:: Dataset records ::
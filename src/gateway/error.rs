use axum::{
    Json,
    http::StatusCode,
    response::{IntoResponse, Response},
};
use serde_json::json;
use thiserror::Error;

/// Which request an unexpected failure happened in; picks the public message.
#[derive(Debug, Clone, Copy, PartialEq, Eq)]
pub enum Operation {
    Signup,
    Login,
}

impl Operation {
    #[must_use]
    pub const fn failure_message(self) -> &'static str {
        match self {
            Self::Signup => "Signup failed",
            Self::Login => "Login failed",
        }
    }
}

#[derive(Debug, Error, PartialEq, Eq)]
pub enum GatewayError {
    #[error("Missing credentials")]
    MissingCredentials,
    /// Request body exceeded the configured size limit.
    #[error("Payload too large")]
    PayloadTooLarge,
    #[error("Invalid username")]
    InvalidUsername,
    /// Provider refused to create the account; carries its message verbatim.
    #[error("{0}")]
    SignupRejected(String),
    /// Account was created but the follow-up sign-in produced no session.
    #[error("Signup succeeded, but login failed.")]
    PostSignupLoginFailed,
    #[error("Invalid credentials")]
    InvalidCredentials,
    #[error("{}", .0.failure_message())]
    UnexpectedFailure(Operation),
}

impl GatewayError {
    #[must_use]
    pub const fn status(&self) -> StatusCode {
        match self {
            Self::MissingCredentials
            | Self::InvalidUsername
            | Self::SignupRejected(_)
            | Self::PostSignupLoginFailed => StatusCode::BAD_REQUEST,
            Self::PayloadTooLarge => StatusCode::PAYLOAD_TOO_LARGE,
            Self::InvalidCredentials => StatusCode::UNAUTHORIZED,
            Self::UnexpectedFailure(_) => StatusCode::INTERNAL_SERVER_ERROR,
        }
    }
}

impl IntoResponse for GatewayError {
    /// Every failure is `{"error": "..."}`; unexpected failures carry only the
    /// generic operation message, details stay in the logs.
    fn into_response(self) -> Response {
        (self.status(), Json(json!({ "error": self.to_string() }))).into_response()
    }
}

:: WHAT YOU SHOULD DO ::
Go line by line through the records and copy those that contain the word "SignupRejected".

:: OUTPUT FOR THIS EXERCISE ::
    SignupRejected(String),
            | Self::SignupRejected(_)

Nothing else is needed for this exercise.